Burton’s usual posse’ was assembled for Alice, Best Wife as Mad Queen, Best Friend as Mad friend. With Helena Bonham-Carter as her tiresome ‘kooky’ self, kooky at least since she kicked the Merchant Ivory gigs long ago and got in tow with Burton. Johnny Depp (who I like a great deal) phoned in his usual I’m mad and camper than the campest Christmas Panto performance, this time swapping the Paul Whitehouse cockney for a Scottish cartoon based on Rab C Nesbitt’s smelly dirty string vest.

The acting of the White Queen was annoying, basically consisting of holding her hands aloft in the air like she didn’t quite know what to do with them, and tilting her head from side to side like she’s hearing sounds that no-one else can hear, probably from some far away place where little fairies and elves sleep soundly in a sheltered glade and the wind whispers gently through the tiny little blue-bell trees…

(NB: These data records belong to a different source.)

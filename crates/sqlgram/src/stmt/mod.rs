//! Statement builders.
//!
//! - [`select`] - SELECT with automatic FROM, joins, grouping and cursor clauses
//! - [`insert`] - INSERT INTO ... VALUES
//! - [`update`] - UPDATE ... SET ... WHERE
//! - [`delete`] - DELETE FROM ... WHERE

mod delete;
mod insert;
mod select;
mod update;

pub use delete::{DeleteStatement, delete};
pub use insert::{InsertStatement, insert};
pub use select::{SelectRoot, Selection, select};
pub use update::{UpdateStatement, update};
//! Schema-qualified SQL names.
//!
//! Names that end up inline in the SQL text (character set names for
//! `CONVERT(x USING name)`, transliteration names for `TRANSLATE`) cannot be
//! parameterized, so they are validated here instead:
//!
//! - Unquoted parts must match `[A-Za-z_][A-Za-z0-9_$]*`
//! - Quoted parts allow any characters except NUL and escape `"` as `""`

use crate::error::Misuse;

/// A part of a schema-qualified name.
#[derive(Debug, Clone, PartialEq, Eq)]
pub enum IdentPart {
    Unquoted(String),
    Quoted(String),
}

/// A dotted, optionally quoted SQL name such as `utf8mb4` or `public."Latin"`.
#[derive(Debug, Clone, PartialEq, Eq)]
pub struct Ident {
    pub parts: Vec<IdentPart>,
}

fn invalid(msg: impl Into<String>) -> Misuse {
    Misuse::InvalidName(msg.into())
}

impl Ident {
    /// Parse a name, supporting dotted and quoted forms.
    pub fn parse(s: &str) -> Result<Self, Misuse> {
        if s.is_empty() {
            return Err(invalid("name cannot be empty"));
        }
        if s.contains('\0') {
            return Err(invalid("name cannot contain NUL character"));
        }

        let mut parts = Vec::new();
        let mut chars = s.chars().peekable();

        while chars.peek().is_some() {
            if !parts.is_empty() {
                match chars.next() {
                    Some('.') => {
                        if chars.peek().is_none() {
                            return Err(invalid(format!("trailing '.' in '{s}'")));
                        }
                    }
                    Some(c) => {
                        return Err(invalid(format!(
                            "expected '.' between name parts of '{s}', got '{c}'"
                        )));
                    }
                    None => break,
                }
            }

            if chars.peek() == Some(&'"') {
                chars.next();
                let mut name = String::new();
                loop {
                    match chars.next() {
                        Some('"') => {
                            if chars.peek() == Some(&'"') {
                                chars.next();
                                name.push('"');
                            } else {
                                break;
                            }
                        }
                        Some(c) => name.push(c),
                        None => return Err(invalid(format!("unclosed quote in '{s}'"))),
                    }
                }
                if name.is_empty() {
                    return Err(invalid(format!("empty quoted part in '{s}'")));
                }
                parts.push(IdentPart::Quoted(name));
                continue;
            }

            let mut name = String::new();
            while let Some(&c) = chars.peek() {
                if c == '.' {
                    break;
                }
                let ok = if name.is_empty() {
                    c == '_' || c.is_ascii_alphabetic()
                } else {
                    c == '_' || c == '$' || c.is_ascii_alphanumeric()
                };
                if !ok {
                    return Err(invalid(format!("invalid character '{c}' in '{s}'")));
                }
                name.push(c);
                chars.next();
            }
            if name.is_empty() {
                return Err(invalid(format!("empty part in '{s}'")));
            }
            parts.push(IdentPart::Unquoted(name));
        }

        Ok(Self { parts })
    }

    /// Render the name as SQL.
    pub fn to_sql(&self) -> String {
        let mut out = String::new();
        self.write_sql(&mut out);
        out
    }

    pub(crate) fn write_sql(&self, out: &mut String) {
        for (i, part) in self.parts.iter().enumerate() {
            if i > 0 {
                out.push('.');
            }
            match part {
                IdentPart::Unquoted(s) => out.push_str(s),
                IdentPart::Quoted(s) => {
                    out.push('"');
                    for ch in s.chars() {
                        if ch == '"' {
                            out.push_str("\"\"");
                        } else {
                            out.push(ch);
                        }
                    }
                    out.push('"');
                }
            }
        }
    }
}

#[cfg(test)]
mod tests {
    use super::*;

    #[test]
    fn ident_simple() {
        assert_eq!(Ident::parse("utf8").unwrap().to_sql(), "utf8");
    }

    #[test]
    fn ident_dotted_and_quoted() {
        let ident = Ident::parse(r#"public."Latin""1".x"#).unwrap();
        assert_eq!(ident.parts.len(), 3);
        assert_eq!(ident.to_sql(), r#"public."Latin""1".x"#);
    }

    #[test]
    fn ident_rejects_injection() {
        assert!(Ident::parse("utf8) FROM x; --").is_err());
        assert!(Ident::parse("1abc").is_err());
        assert!(Ident::parse("a..b").is_err());
        assert!(Ident::parse("a.").is_err());
        assert!(Ident::parse(r#""open"#).is_err());
        assert!(Ident::parse("").is_err());
    }
}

Worst of all was the dully predictable and unnecessary back-story concerning Alice’s enforced engagement, stuffy English middle-class in-laws-to-be, and her late fathers business empire, and yes, in Burton’s Victorian England even a strange and pale faced little girl can get a job in her daddies business with her crazy dream about enforced colonialism of Johnny foreigner, sorry, I meant to say of course, wholly acceptable business expansion with China that wouldn’t involve the exploitation of anyone, especially the poor.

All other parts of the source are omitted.